Climate change is increasing concerns about food security in China and accelerating the rush to develop agricultural production technology.
Flooding risks are rising every year, with heavy rains increasing 4% in each of the past five decades, Jennifer Turner, director of the Wilson Center’s China Environment Forum told Fortune magazine last year.
Rice purchases
National Food and Strategic Reserves Administration (NFSRA) data shows that by the end of October 2020, state purchases of indica and janica rice had fallen 14% and 12%, respectively, from a year earlier as farmers struggled to grow enough for the domestic market. The state was forced to double its corn imports to 8 million tonnes.

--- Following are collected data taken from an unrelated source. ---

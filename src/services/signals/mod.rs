//! Trading signals service module.
//!
//! Turns a daily price series into an indicator snapshot, scores it under the
//! configured policy and decides whether the result is worth persisting.

pub mod indicators;
pub mod persist;
pub mod scoring;

pub use persist::{save_if_changed, PersistOutcome, SignalRepository};
pub use scoring::{score, Score};

use chrono::{DateTime, Utc};
use indicators::{Breakout, Ema, Indicator, Macd, Rsi, Volatility, VolumeRatio};

use crate::error::SymbolError;
use crate::types::{IndicatorSnapshot, PriceBar, PriceSeries, ScoredSignal, ScoringPolicy, TrendGauge};

/// Window lengths shared by both policies.
#[derive(Debug, Clone, Copy, PartialEq, Eq)]
pub struct IndicatorSettings {
    pub rsi_period: usize,
    pub volatility_window: usize,
    pub volume_window: usize,
    pub breakout_window: usize,
}

impl Default for IndicatorSettings {
    fn default() -> Self {
        Self {
            rsi_period: 14,
            volatility_window: 20,
            volume_window: 20,
            breakout_window: 20,
        }
    }
}

/// EMA periods that define the trend for each policy.
fn trend_periods(policy: ScoringPolicy) -> &'static [usize] {
    match policy {
        ScoringPolicy::MultiFactor => &[9, 21],
        ScoringPolicy::Structural => &[21, 50, 200],
    }
}

/// Computes snapshots and scored signals for one policy.
#[derive(Debug, Clone)]
pub struct SignalCalculator {
    policy: ScoringPolicy,
    settings: IndicatorSettings,
    min_history: usize,
}

impl SignalCalculator {
    /// Create a calculator. `min_history` is raised to what the indicators
    /// need if it is configured lower.
    pub fn new(policy: ScoringPolicy, settings: IndicatorSettings, min_history: usize) -> Self {
        let min_history = min_history.max(Self::required_bars(policy, &settings));
        Self {
            policy,
            settings,
            min_history,
        }
    }

    /// Calculator with the policy's default windows and history length.
    pub fn for_policy(policy: ScoringPolicy) -> Self {
        Self::new(policy, IndicatorSettings::default(), policy.default_min_history())
    }

    pub fn policy(&self) -> ScoringPolicy {
        self.policy
    }

    pub fn min_history(&self) -> usize {
        self.min_history
    }

    /// Fewest bars every indicator of `policy` can work with.
    pub fn required_bars(policy: ScoringPolicy, settings: &IndicatorSettings) -> usize {
        let common = [
            Rsi::new(settings.rsi_period).min_periods(),
            Macd::default().min_periods(),
            Volatility::new(settings.volatility_window).min_periods(),
            VolumeRatio::new(settings.volume_window).min_periods(),
            Breakout::new(settings.breakout_window).min_periods(),
        ];

        trend_periods(policy)
            .iter()
            .map(|&period| Ema::new(period).min_periods())
            .chain(common)
            .max()
            .unwrap_or(0)
    }

    fn trend_gauge(&self, bars: &[PriceBar]) -> Option<TrendGauge> {
        let emas = trend_periods(self.policy)
            .iter()
            .map(|&period| Ema::new(period).calculate(bars))
            .collect::<Option<Vec<f64>>>()?;

        match (self.policy, emas.as_slice()) {
            (ScoringPolicy::MultiFactor, &[fast, slow]) => Some(TrendGauge::Crossover { fast, slow }),
            (ScoringPolicy::Structural, &[short, mid, long]) => {
                Some(TrendGauge::Alignment { short, mid, long })
            }
            _ => None,
        }
    }

    /// Indicator snapshot of the series, or None when the series is too
    /// short for this calculator.
    pub fn snapshot(&self, series: &PriceSeries) -> Option<IndicatorSnapshot> {
        if series.len() < self.min_history {
            return None;
        }

        let bars = &series.bars;
        let volatility = Volatility::new(self.settings.volatility_window).calculate(bars)?;

        Some(IndicatorSnapshot {
            rsi: Rsi::new(self.settings.rsi_period).calculate(bars)?,
            macd: Macd::default().calculate(bars)?,
            volatility: volatility.current,
            prev_volatility: volatility.previous,
            volume_ratio: VolumeRatio::new(self.settings.volume_window).calculate(bars)?,
            breakout: Breakout::new(self.settings.breakout_window).calculate(bars)?,
            trend: self.trend_gauge(bars)?,
        })
    }

    /// Snapshot and score a series.
    pub fn evaluate(
        &self,
        series: &PriceSeries,
        computed_at: DateTime<Utc>,
    ) -> Result<ScoredSignal, SymbolError> {
        let snapshot = self
            .snapshot(series)
            .ok_or(SymbolError::InsufficientData {
                bars: series.len(),
                required: self.min_history,
            })?;

        let Score { value, trend } = score(self.policy, &snapshot);
        Ok(ScoredSignal::from_snapshot(
            series.symbol.clone(),
            &snapshot,
            value,
            trend,
            computed_at,
        ))
    }
}

#[cfg(test)]
mod tests {
    use super::*;
    use crate::services::signals::indicators::test_support::{bars_from_closes, bars_with_volume};
    use crate::types::Trend;

    fn series(closes: &[f64]) -> PriceSeries {
        PriceSeries::new("PETR4.SA", bars_from_closes(closes))
    }

    fn rising(count: usize) -> Vec<f64> {
        (0..count).map(|i| 20.0 + i as f64 * 0.25).collect()
    }

    #[test]
    fn test_required_bars_per_policy() {
        let settings = IndicatorSettings::default();
        assert_eq!(SignalCalculator::required_bars(ScoringPolicy::MultiFactor, &settings), 26);
        assert_eq!(SignalCalculator::required_bars(ScoringPolicy::Structural, &settings), 200);
    }

    #[test]
    fn test_min_history_never_below_required() {
        let calc = SignalCalculator::new(ScoringPolicy::Structural, IndicatorSettings::default(), 60);
        assert_eq!(calc.min_history(), 200);

        let calc = SignalCalculator::for_policy(ScoringPolicy::MultiFactor);
        assert_eq!(calc.min_history(), 60);
    }

    #[test]
    fn test_short_series_is_insufficient() {
        let calc = SignalCalculator::for_policy(ScoringPolicy::MultiFactor);
        assert!(calc.snapshot(&series(&rising(59))).is_none());

        let err = calc.evaluate(&series(&rising(59)), Utc::now()).unwrap_err();
        match err {
            SymbolError::InsufficientData { bars, required } => {
                assert_eq!(bars, 59);
                assert_eq!(required, 60);
            }
            other => panic!("unexpected error: {}", other),
        }
    }

    #[test]
    fn test_empty_series_is_insufficient() {
        let calc = SignalCalculator::for_policy(ScoringPolicy::MultiFactor);
        let err = calc
            .evaluate(&PriceSeries::empty("VALE3.SA"), Utc::now())
            .unwrap_err();
        assert!(matches!(err, SymbolError::InsufficientData { bars: 0, .. }));
    }

    #[test]
    fn test_steady_uptrend_multi_factor() {
        let calc = SignalCalculator::for_policy(ScoringPolicy::MultiFactor);
        let snapshot = calc.snapshot(&series(&rising(120))).unwrap();

        assert_eq!(snapshot.rsi, 100.0);
        assert!(snapshot.macd > 0.0);
        assert!(snapshot.breakout);
        assert!(matches!(snapshot.trend, TrendGauge::Crossover { .. }));
        assert!(snapshot.trend.is_up());

        let signal = calc.evaluate(&series(&rising(120)), Utc::now()).unwrap();
        // MACD, crossover and breakout hit; RSI 100 is outside the band,
        // volume is flat and linear growth has shrinking volatility
        assert_eq!(signal.score, 50);
        assert_eq!(signal.trend, Trend::Uptrend);
        assert_eq!(signal.symbol, "PETR4.SA");
    }

    #[test]
    fn test_volume_spike_adds_points() {
        let closes = rising(120);
        let mut volumes = vec![1_000.0; 119];
        volumes.push(5_000.0);
        let spiked = PriceSeries::new("PETR4.SA", bars_with_volume(&closes, &volumes));

        let calc = SignalCalculator::for_policy(ScoringPolicy::MultiFactor);
        let signal = calc.evaluate(&spiked, Utc::now()).unwrap();
        assert_eq!(signal.score, 65);
        assert!(signal.volume_spike > 1.5);
    }

    #[test]
    fn test_structural_policy_uses_alignment() {
        let calc = SignalCalculator::for_policy(ScoringPolicy::Structural);
        assert!(calc.snapshot(&series(&rising(199))).is_none());

        let snapshot = calc.snapshot(&series(&rising(250))).unwrap();
        assert!(matches!(snapshot.trend, TrendGauge::Alignment { .. }));

        let signal = calc.evaluate(&series(&rising(250)), Utc::now()).unwrap();
        // alignment and breakout; RSI 100 misses the band
        assert_eq!(signal.score, 70);
        assert_eq!(signal.trend, Trend::Uptrend);
    }

    #[test]
    fn test_score_within_policy_bounds() {
        let closes: Vec<f64> = (0..220)
            .map(|i| 50.0 + (i as f64 * 0.3).sin() * 4.0 + (i as f64 * 0.05))
            .collect();
        let s = series(&closes);

        for policy in [ScoringPolicy::MultiFactor, ScoringPolicy::Structural] {
            let signal = SignalCalculator::for_policy(policy).evaluate(&s, Utc::now()).unwrap();
            assert!(signal.score <= policy.max_score());
        }
    }

    #[test]
    fn test_evaluate_is_pure() {
        let closes: Vec<f64> = (0..90).map(|i| 30.0 + (i as f64 * 0.9).cos() * 2.0).collect();
        let calc = SignalCalculator::for_policy(ScoringPolicy::MultiFactor);
        let at = Utc::now();
        assert_eq!(
            calc.evaluate(&series(&closes), at).unwrap(),
            calc.evaluate(&series(&closes), at).unwrap()
        );
    }

    #[test]
    fn test_downtrend() {
        let closes: Vec<f64> = (0..100).map(|i| 80.0 - i as f64 * 0.3).collect();
        let calc = SignalCalculator::for_policy(ScoringPolicy::MultiFactor);
        let signal = calc.evaluate(&series(&closes), Utc::now()).unwrap();
        assert_eq!(signal.trend, Trend::Downtrend);
        assert!(!signal.breakout);
        assert_eq!(signal.rsi, 0.0);
    }
}
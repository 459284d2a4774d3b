//! Price history providers.

pub mod yahoo;

pub use yahoo::YahooFinanceClient;

use async_trait::async_trait;

use crate::error::ProviderError;
use crate::types::PriceSeries;

/// Supplies daily OHLCV history for a symbol.
///
/// An empty or short series is a normal answer; errors are reserved for
/// transport and upstream failures.
#[async_trait]
pub trait HistoryProvider: Send + Sync {
    /// Fetch bars for `symbol` covering `range` (e.g. "6mo") at `interval`
    /// (e.g. "1d"), ascending by time.
    async fn fetch(
        &self,
        symbol: &str,
        range: &str,
        interval: &str,
    ) -> Result<PriceSeries, ProviderError>;
}
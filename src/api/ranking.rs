//! Ranking API endpoints, served from the in-memory cache.

use axum::{
    extract::{Path, Query, State},
    routing::get,
    Json, Router,
};
use serde::Deserialize;

use crate::error::{AppError, Result};
use crate::types::{Ranking, ScoredSignal};
use crate::AppState;

const DEFAULT_MIN_SCORE: u8 = 50;

/// Query parameters for the top ranking endpoint.
#[derive(Debug, Deserialize)]
pub struct TopQuery {
    pub min_score: Option<String>,
}

impl TopQuery {
    /// Threshold in 0-100, defaulting to 50.
    fn min_score(&self) -> Result<u8> {
        let Some(raw) = self.min_score.as_deref().map(str::trim).filter(|s| !s.is_empty()) else {
            return Ok(DEFAULT_MIN_SCORE);
        };

        raw.parse::<u8>()
            .ok()
            .filter(|score| *score <= 100)
            .ok_or_else(|| {
                AppError::BadRequest(format!("min_score must be an integer from 0 to 100, got {:?}", raw))
            })
    }
}

/// Create the ranking router.
pub fn router() -> Router<AppState> {
    Router::new()
        .route("/", get(get_ranking))
        .route("/top", get(get_top))
        .route("/:symbol", get(get_symbol))
}

/// Full ranking by descending score.
async fn get_ranking(State(state): State<AppState>) -> Json<Ranking> {
    Json(state.cache.get_ranking())
}

/// Ranking entries at or above `min_score`.
async fn get_top(
    State(state): State<AppState>,
    Query(query): Query<TopQuery>,
) -> Result<Json<Ranking>> {
    let min_score = query.min_score()?;
    Ok(Json(state.cache.get_ranking_above(min_score)))
}

/// One cached entry. "petr4" also finds "PETR4.SA".
async fn get_symbol(
    State(state): State<AppState>,
    Path(symbol): Path<String>,
) -> Result<Json<ScoredSignal>> {
    let symbol = symbol.trim().to_uppercase();
    let suffix = &state.config.symbol_suffix;

    state
        .cache
        .get(&symbol)
        .or_else(|| {
            if symbol.ends_with(suffix.as_str()) {
                None
            } else {
                state.cache.get(&format!("{}{}", symbol, suffix))
            }
        })
        .map(Json)
        .ok_or_else(|| AppError::NotFound(format!("No ranking entry for {}", symbol)))
}
//! Threshold scoring of indicator snapshots.
//!
//! Pure functions of the snapshot and policy: identical inputs always yield
//! the same score and trend.

use crate::types::{IndicatorSnapshot, ScoringPolicy, Trend};

/// RSI band rewarded by both policies (exclusive bounds).
pub const RSI_BAND: (f64, f64) = (55.0, 70.0);

/// Volume ratio above which volume counts as a spike.
pub const VOLUME_SPIKE_RATIO: f64 = 1.5;

/// Score and trend label for a snapshot.
#[derive(Debug, Clone, Copy, PartialEq, Eq)]
pub struct Score {
    pub value: u8,
    pub trend: Trend,
}

fn rsi_in_band(rsi: f64) -> bool {
    rsi > RSI_BAND.0 && rsi < RSI_BAND.1
}

/// Score a snapshot under the given policy.
pub fn score(policy: ScoringPolicy, snapshot: &IndicatorSnapshot) -> Score {
    let trend_up = snapshot.trend.is_up();

    let points: Vec<(bool, u8)> = match policy {
        ScoringPolicy::MultiFactor => vec![
            (rsi_in_band(snapshot.rsi), 20),
            (snapshot.macd > 0.0, 20),
            (trend_up, 20),
            (snapshot.volatility > snapshot.prev_volatility, 15),
            (snapshot.volume_ratio > VOLUME_SPIKE_RATIO, 15),
            (snapshot.breakout, 10),
        ],
        ScoringPolicy::Structural => vec![
            (trend_up, 40),
            (snapshot.breakout, 30),
            (rsi_in_band(snapshot.rsi), 20),
        ],
    };

    let value = points
        .iter()
        .filter(|(hit, _)| *hit)
        .map(|(_, pts)| *pts)
        .sum();

    Score {
        value,
        trend: snapshot.trend.trend(),
    }
}
pub mod price;
pub mod signals;

pub use price::*;
pub use signals::*;
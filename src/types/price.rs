use serde::{Deserialize, Serialize};

/// Daily OHLCV bar.
#[derive(Debug, Clone, Copy, PartialEq, Serialize, Deserialize)]
pub struct PriceBar {
    /// Bar open time, unix milliseconds.
    pub time: i64,
    pub open: f64,
    pub high: f64,
    pub low: f64,
    pub close: f64,
    pub volume: f64,
}

/// Price history for one symbol, ascending by time.
///
/// Gaps are possible (the provider decides which sessions exist); the
/// indicators treat consecutive bars as consecutive periods.
#[derive(Debug, Clone, Default, PartialEq, Serialize, Deserialize)]
pub struct PriceSeries {
    pub symbol: String,
    pub bars: Vec<PriceBar>,
}

impl PriceSeries {
    /// Build a series, sorting bars by time if the provider did not.
    pub fn new(symbol: impl Into<String>, mut bars: Vec<PriceBar>) -> Self {
        if !bars.windows(2).all(|w| w[0].time <= w[1].time) {
            bars.sort_by_key(|b| b.time);
        }
        Self {
            symbol: symbol.into(),
            bars,
        }
    }

    /// Empty series, the normal "no data" answer from a provider.
    pub fn empty(symbol: impl Into<String>) -> Self {
        Self::new(symbol, Vec::new())
    }

    pub fn len(&self) -> usize {
        self.bars.len()
    }

    pub fn is_empty(&self) -> bool {
        self.bars.is_empty()
    }

    /// Most recent bar.
    pub fn last(&self) -> Option<&PriceBar> {
        self.bars.last()
    }
}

Coronavirus added its own pressures. With crops failing in China, state food buyers looked overseas to supplement the nation’s own production. But Covid-mitigating export and travel restrictions imposed by the nation’s traditional suppliers in eastern Europe prevented grain and corn silos from being restocked.
Problems associated with intensive farming have also brought problems. African swine fever reduced supplies of pork, China’s lynchpin protein commodity, by more than a half in 2018 as the disease spread through the world’s largest pig herd. Hog numbers have recovered since, but that’s only added more pressure on growers of corn, the beasts’ chief feedstock.
According to Traxcn, an innovation monitor, there are 214 Chinese agri-tech startups. Among them:
- Guangzhou-based XAG has raised $228m to build drones for local enterprises that offer pesticide-spraying services to individual farmers.
- FJ Dynamics has raised $29m to build seed-planting robots and other smart farm vehicles.